When these questions are applied to the destruction of the World Trade Centre (WTC) the assertion that it was the work of a hate-filled Osama bin Laden (who, after all, was created and financed by the US in the first place and had worked with the CIA over many years) becomes a nonsense.
The attack on the WTC took place against the background of a deep economic crisis creeping over the whole of the capitalist world that had commenced well before September 11.
The most recent and vivid manifestation of this economic crisis is the bankruptcy of Argentina, one of the most industrialised countries in Latin America. The Argentinean people have held massive demonstrations against the policies of successive governments. The police have fired on them leading to about 30 deaths so far.
A revolutionary government was elected in Venezuela in 1998 that threatens to spread some of the ideas of the Cuban revolution onto the continent of South America. The new leadership is pledged to overcome the poverty of the
masses of the Venezuelan people and to introduce popular people's democratic principles.
Venezuela is a major oil producing country and the idea that this wealth should go to the working people is indeed revolutionary. Will the example of Venezuela spread to Argentina?
There is also a long-term decline in the overall economic position of the United States. The economic centre of the world is shifting slowly but decisively from the US and Europe to Asia with China's economic growth being central to this shift.
Despite the Asian economic crisis of 1998 and the current recession affecting all the developed capitalist countries, socialist China has maintained an annual seven per cent or more growth rate. One of the real objectives of the war against Afghanistan is to surround China with US military bases.
Every recent meeting of the heads of the Western powers, the IMF, the World Bank and the WTO has been associated with massive popular demonstrations by tens of thousands of protestors.
The demonstrations have become so massive that meetings are held behind high fences and barricades and protected by thousands of police and troops.
Another event which would strike fear into the hearts of the imperialist powers was the Friendship Treaty entered into between the Russia Federation and the People's Republic of China, thereby ending many decades of animosity which had weakened the anti-imperialist front of major powers.
The war against Afghanistan and the establishment of US bases in Central Asia is to drive a wedge between these two powers.
Not unrelated to the building of warmer relations between Russia and China is the re-emergence of ideas calling for the reformation of a new union of at least some of the former republics that made up the Soviet Union.
There is strong support for this idea among the people or Russia, Belarus, Ukraine, Moldova and elsewhere in what are now "independent" republics. Furthermore, strong Communist Parties remain active in almost all of the former Soviet republics.

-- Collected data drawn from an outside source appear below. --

//! Claude API integration for AI-powered admin chat.
//!
//! # Features
//!
//! - Chat sessions stored in admin `PostgreSQL` database
//! - Message history with tool use support
//! - Integration with Shopify Admin API for data queries
//! - Streaming responses for better UX
//!
//! # Database Schema
//!
//! ```sql
//! CREATE TABLE chat_sessions (
//!     id BIGSERIAL PRIMARY KEY,
//!     admin_user_id BIGINT NOT NULL REFERENCES admin_users(id),
//!     title VARCHAR(255),
//!     created_at TIMESTAMPTZ NOT NULL DEFAULT NOW(),
//!     updated_at TIMESTAMPTZ NOT NULL DEFAULT NOW()
//! );
//!
//! CREATE TABLE chat_messages (
//!     id BIGSERIAL PRIMARY KEY,
//!     chat_session_id BIGINT NOT NULL REFERENCES chat_sessions(id),
//!     role VARCHAR(50) NOT NULL,  -- user, assistant, tool_use, tool_result
//!     content JSONB NOT NULL,
//!     created_at TIMESTAMPTZ NOT NULL DEFAULT NOW()
//! );
//!
//! CREATE INDEX idx_chat_messages_session ON chat_messages(chat_session_id);
//! ```
//!
//! # Future Implementation
//!
//! ```rust,ignore
//! use serde::{Deserialize, Serialize};
//!
//! pub struct ClaudeClient {
//!     client: reqwest::Client,
//!     api_key: String,
//!     model: String,
//! }
//!
//! impl ClaudeClient {
//!     pub fn new(config: &ClaudeConfig) -> Self {
//!         Self {
//!             client: reqwest::Client::new(),
//!             api_key: config.api_key.clone(),
//!             model: config.model.clone(),
//!         }
//!     }
//!
//!     /// Send a chat message and get a response.
//!     pub async fn chat(
//!         &self,
//!         messages: Vec<Message>,
//!         tools: Option<Vec<Tool>>,
//!     ) -> Result<Response, ClaudeError> {
//!         let request = ChatRequest {
//!             model: self.model.clone(),
//!             max_tokens: 4096,
//!             messages,
//!             tools,
//!         };
//!
//!         let response = self
//!             .client
//!             .post("https://api.anthropic.com/v1/messages")
//!             .header("x-api-key", &self.api_key)
//!             .header("anthropic-version", "2023-06-01")
//!             .header("content-type", "application/json")
//!             .json(&request)
//!             .send()
//!             .await?
//!             .json::<Response>()
//!             .await?;
//!
//!         Ok(response)
//!     }
//!
//!     /// Stream a chat response for real-time display.
//!     pub async fn chat_stream(
//!         &self,
//!         messages: Vec<Message>,
//!         tools: Option<Vec<Tool>>,
//!     ) -> Result<impl Stream<Item = Result<Event, ClaudeError>>, ClaudeError> {
//!         // Use Server-Sent Events streaming
//!         // ...
//!     }
//! }
//!
//! #[derive(Debug, Serialize)]
//! struct ChatRequest {
//!     model: String,
//!     max_tokens: u32,
//!     messages: Vec<Message>,
//!     #[serde(skip_serializing_if = "Option::is_none")]
//!     tools: Option<Vec<Tool>>,
//! }
//!
//! #[derive(Debug, Clone, Serialize, Deserialize)]
//! pub struct Message {
//!     pub role: String,  // "user" or "assistant"
//!     pub content: MessageContent,
//! }
//!
//! #[derive(Debug, Clone, Serialize, Deserialize)]
//! #[serde(untagged)]
//! pub enum MessageContent {
//!     Text(String),
//!     Blocks(Vec<ContentBlock>),
//! }
//!
//! #[derive(Debug, Clone, Serialize, Deserialize)]
//! #[serde(tag = "type")]
//! pub enum ContentBlock {
//!     #[serde(rename = "text")]
//!     Text { text: String },
//!     #[serde(rename = "tool_use")]
//!     ToolUse { id: String, name: String, input: serde_json::Value },
//!     #[serde(rename = "tool_result")]
//!     ToolResult { tool_use_id: String, content: String },
//! }
//!
//! #[derive(Debug, Clone, Serialize, Deserialize)]
//! pub struct Tool {
//!     pub name: String,
//!     pub description: String,
//!     pub input_schema: serde_json::Value,
//! }
//!
//! /// Tools available to Claude for Shopify queries.
//! pub fn shopify_tools() -> Vec<Tool> {
//!     vec![
//!         Tool {
//!             name: "get_orders".to_string(),
//!             description: "Get recent orders from Shopify".to_string(),
//!             input_schema: serde_json::json!({
//!                 "type": "object",
//!                 "properties": {
//!                     "limit": { "type": "integer", "description": "Number of orders to fetch" },
//!                     "status": { "type": "string", "enum": ["open", "closed", "cancelled", "any"] }
//!                 }
//!             }),
//!         },
//!         Tool {
//!             name: "get_products".to_string(),
//!             description: "Get products from Shopify".to_string(),
//!             input_schema: serde_json::json!({
//!                 "type": "object",
//!                 "properties": {
//!                     "limit": { "type": "integer", "description": "Number of products to fetch" },
//!                     "query": { "type": "string", "description": "Search query" }
//!                 }
//!             }),
//!         },
//!         Tool {
//!             name: "get_inventory".to_string(),
//!             description: "Get inventory levels for products".to_string(),
//!             input_schema: serde_json::json!({
//!                 "type": "object",
//!                 "properties": {
//!                     "product_id": { "type": "string", "description": "Product ID to check" }
//!                 }
//!             }),
//!         },
//!     ]
//! }
//!
//! #[derive(Debug, thiserror::Error)]
//! pub enum ClaudeError {
//!     #[error("HTTP error: {0}")]
//!     Http(#[from] reqwest::Error),
//!
//!     #[error("API error: {0}")]
//!     Api(String),
//!
//!     #[error("Rate limited")]
//!     RateLimited,
//! }
//! ```

// TODO: Implement Claude API client
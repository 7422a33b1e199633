//! Admin authentication service.
//!
//! Provides `WebAuthn` passkey-only authentication for admin panel.
//! No password authentication is supported - only passkeys.

mod error;

pub use error::AdminAuthError;

use sqlx::PgPool;
use uuid::Uuid;
use webauthn_rs::prelude::*;

use naked_pineapple_core::AdminUserId;

use crate::db::RepositoryError;
use crate::db::admin_users::AdminUserRepository;
use crate::models::admin_user::{AdminCredential, AdminUser};

/// Admin authentication service.
///
/// Handles `WebAuthn` passkey authentication for admin users.
/// No password authentication is supported.
pub struct AdminAuthService<'a> {
    users: AdminUserRepository<'a>,
    webauthn: &'a Webauthn,
}

impl<'a> AdminAuthService<'a> {
    /// Create a new admin authentication service.
    #[must_use]
    pub const fn new(pool: &'a PgPool, webauthn: &'a Webauthn) -> Self {
        Self {
            users: AdminUserRepository::new(pool),
            webauthn,
        }
    }

    // =========================================================================
    // WebAuthn Registration
    // =========================================================================

    /// Start passkey registration for an existing admin user.
    ///
    /// Returns the challenge to send to the client and the registration state
    /// to store in the session.
    ///
    /// # Errors
    ///
    /// Returns `AdminAuthError::WebAuthn` if the challenge cannot be generated.
    pub fn start_passkey_registration(
        &self,
        user: &AdminUser,
        existing_credentials: &[AdminCredential],
    ) -> Result<(CreationChallengeResponse, PasskeyRegistration), AdminAuthError> {
        // Collect existing credential IDs to exclude
        let exclude_credentials: Vec<CredentialID> = existing_credentials
            .iter()
            .map(|c| CredentialID::from(c.webauthn_id.clone()))
            .collect();

        // Create challenge
        let (challenge, reg_state) = self.webauthn.start_passkey_registration(
            Uuid::new_v4(),
            user.email.as_str(),
            user.email.as_str(),
            Some(exclude_credentials),
        )?;

        Ok((challenge, reg_state))
    }

    /// Finish passkey registration.
    ///
    /// Validates the client's response and returns the passkey to store.
    ///
    /// # Errors
    ///
    /// Returns `AdminAuthError::WebAuthn` if validation fails.
    pub fn finish_passkey_registration(
        &self,
        state: &PasskeyRegistration,
        response: &RegisterPublicKeyCredential,
    ) -> Result<Passkey, AdminAuthError> {
        let passkey = self.webauthn.finish_passkey_registration(response, state)?;
        Ok(passkey)
    }

    /// Save a registered credential to the database.
    ///
    /// # Errors
    ///
    /// Returns `AdminAuthError::Repository` if the database operation fails.
    pub async fn save_credential(
        &self,
        admin_user_id: AdminUserId,
        passkey: &Passkey,
        name: &str,
    ) -> Result<AdminCredential, AdminAuthError> {
        let credential = self
            .users
            .create_credential(admin_user_id, passkey, name)
            .await?;
        Ok(credential)
    }

    // =========================================================================
    // WebAuthn Authentication
    // =========================================================================

    /// Start passkey authentication for an admin user.
    ///
    /// Returns the challenge to send to the client and the authentication state
    /// to store in the session.
    ///
    /// # Errors
    ///
    /// Returns `AdminAuthError::UserNotFound` if the user doesn't exist.
    /// Returns `AdminAuthError::NoCredentials` if the user has no registered passkeys.
    /// Returns `AdminAuthError::WebAuthn` if the challenge cannot be generated.
    pub async fn start_passkey_authentication(
        &self,
        email: &str,
    ) -> Result<(RequestChallengeResponse, PasskeyAuthentication, AdminUserId), AdminAuthError>
    {
        use naked_pineapple_core::Email;

        // Validate and find user
        let email = Email::parse(email)?;
        let user = self
            .users
            .get_by_email(&email)
            .await?
            .ok_or(AdminAuthError::UserNotFound)?;

        // Get credentials
        let credentials = self.users.get_credentials(user.id).await?;
        if credentials.is_empty() {
            return Err(AdminAuthError::NoCredentials);
        }

        // Get passkeys for WebAuthn
        let passkeys: Vec<Passkey> = credentials.iter().map(|c| c.passkey.clone()).collect();

        // Create challenge
        let (challenge, auth_state) = self.webauthn.start_passkey_authentication(&passkeys)?;

        Ok((challenge, auth_state, user.id))
    }

    /// Finish passkey authentication.
    ///
    /// Validates the client's response and returns the authenticated admin user.
    ///
    /// # Errors
    ///
    /// Returns `AdminAuthError::WebAuthn` if validation fails.
    /// Returns `AdminAuthError::CredentialNotFound` if the credential isn't found.
    pub async fn finish_passkey_authentication(
        &self,
        state: &PasskeyAuthentication,
        response: &PublicKeyCredential,
        admin_user_id: AdminUserId,
    ) -> Result<AdminUser, AdminAuthError> {
        // Verify the authentication
        let auth_result = self
            .webauthn
            .finish_passkey_authentication(response, state)?;

        // Update credential if needed
        if auth_result.needs_update() {
            // Find the credential that was used
            let cred_id = auth_result.cred_id();
            if let Some(mut credential) = self
                .users
                .get_credential_by_webauthn_id(cred_id.as_ref())
                .await?
            {
                // Update the passkey with new data
                credential.passkey.update_credential(&auth_result);
                self.users
                    .update_credential(cred_id.as_ref(), &credential.passkey)
                    .await?;
            }
        }

        // Get the admin user
        let user = self
            .users
            .get_by_id(admin_user_id)
            .await?
            .ok_or(AdminAuthError::UserNotFound)?;

        Ok(user)
    }

    // =========================================================================
    // Credential Management
    // =========================================================================

    /// Get all credentials for an admin user.
    ///
    /// # Errors
    ///
    /// Returns `AdminAuthError::Repository` if the database operation fails.
    pub async fn get_credentials(
        &self,
        admin_user_id: AdminUserId,
    ) -> Result<Vec<AdminCredential>, AdminAuthError> {
        let credentials = self.users.get_credentials(admin_user_id).await?;
        Ok(credentials)
    }

    /// Get an admin user by ID.
    ///
    /// # Errors
    ///
    /// Returns `AdminAuthError::UserNotFound` if the user doesn't exist.
    pub async fn get_user(&self, admin_user_id: AdminUserId) -> Result<AdminUser, AdminAuthError> {
        self.users
            .get_by_id(admin_user_id)
            .await?
            .ok_or(AdminAuthError::UserNotFound)
    }

    /// Get an admin user by email.
    ///
    /// # Errors
    ///
    /// Returns `AdminAuthError::UserNotFound` if the user doesn't exist.
    pub async fn get_user_by_email(&self, email: &str) -> Result<AdminUser, AdminAuthError> {
        use naked_pineapple_core::Email;

        let email = Email::parse(email)?;
        self.users
            .get_by_email(&email)
            .await?
            .ok_or(AdminAuthError::UserNotFound)
    }
}
//! Executor implementations for high-level analytics tools.
//!
//! These implementations aggregate data from multiple Shopify API calls
//! to provide summarized responses for common business questions.

use std::collections::HashMap;

use serde_json::json;

use crate::claude::error::ClaudeError;
use crate::shopify::types::{CustomerSortKey, DisputeStatus};

use super::ToolExecutor;

/// Helper to safely convert i64 to usize, clamping to valid range.
#[allow(clippy::cast_possible_truncation, clippy::cast_sign_loss)]
fn i64_to_usize(val: i64) -> usize {
    usize::try_from(val.max(0)).unwrap_or(usize::MAX)
}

It is on the background of these and many other events that the question of motive — who needed and who stands to benefit from the attack on the WTC and the Pentagon — has to be answered.
I would urge all readers to think very seriously about these questions. The whole world is facing perhaps the most dangerous period in all history in which a cycle of endless and escalating war, waged with the most horrendous
weapons, could lead to unparalleled and massive destruction and even to the end of human civilisation.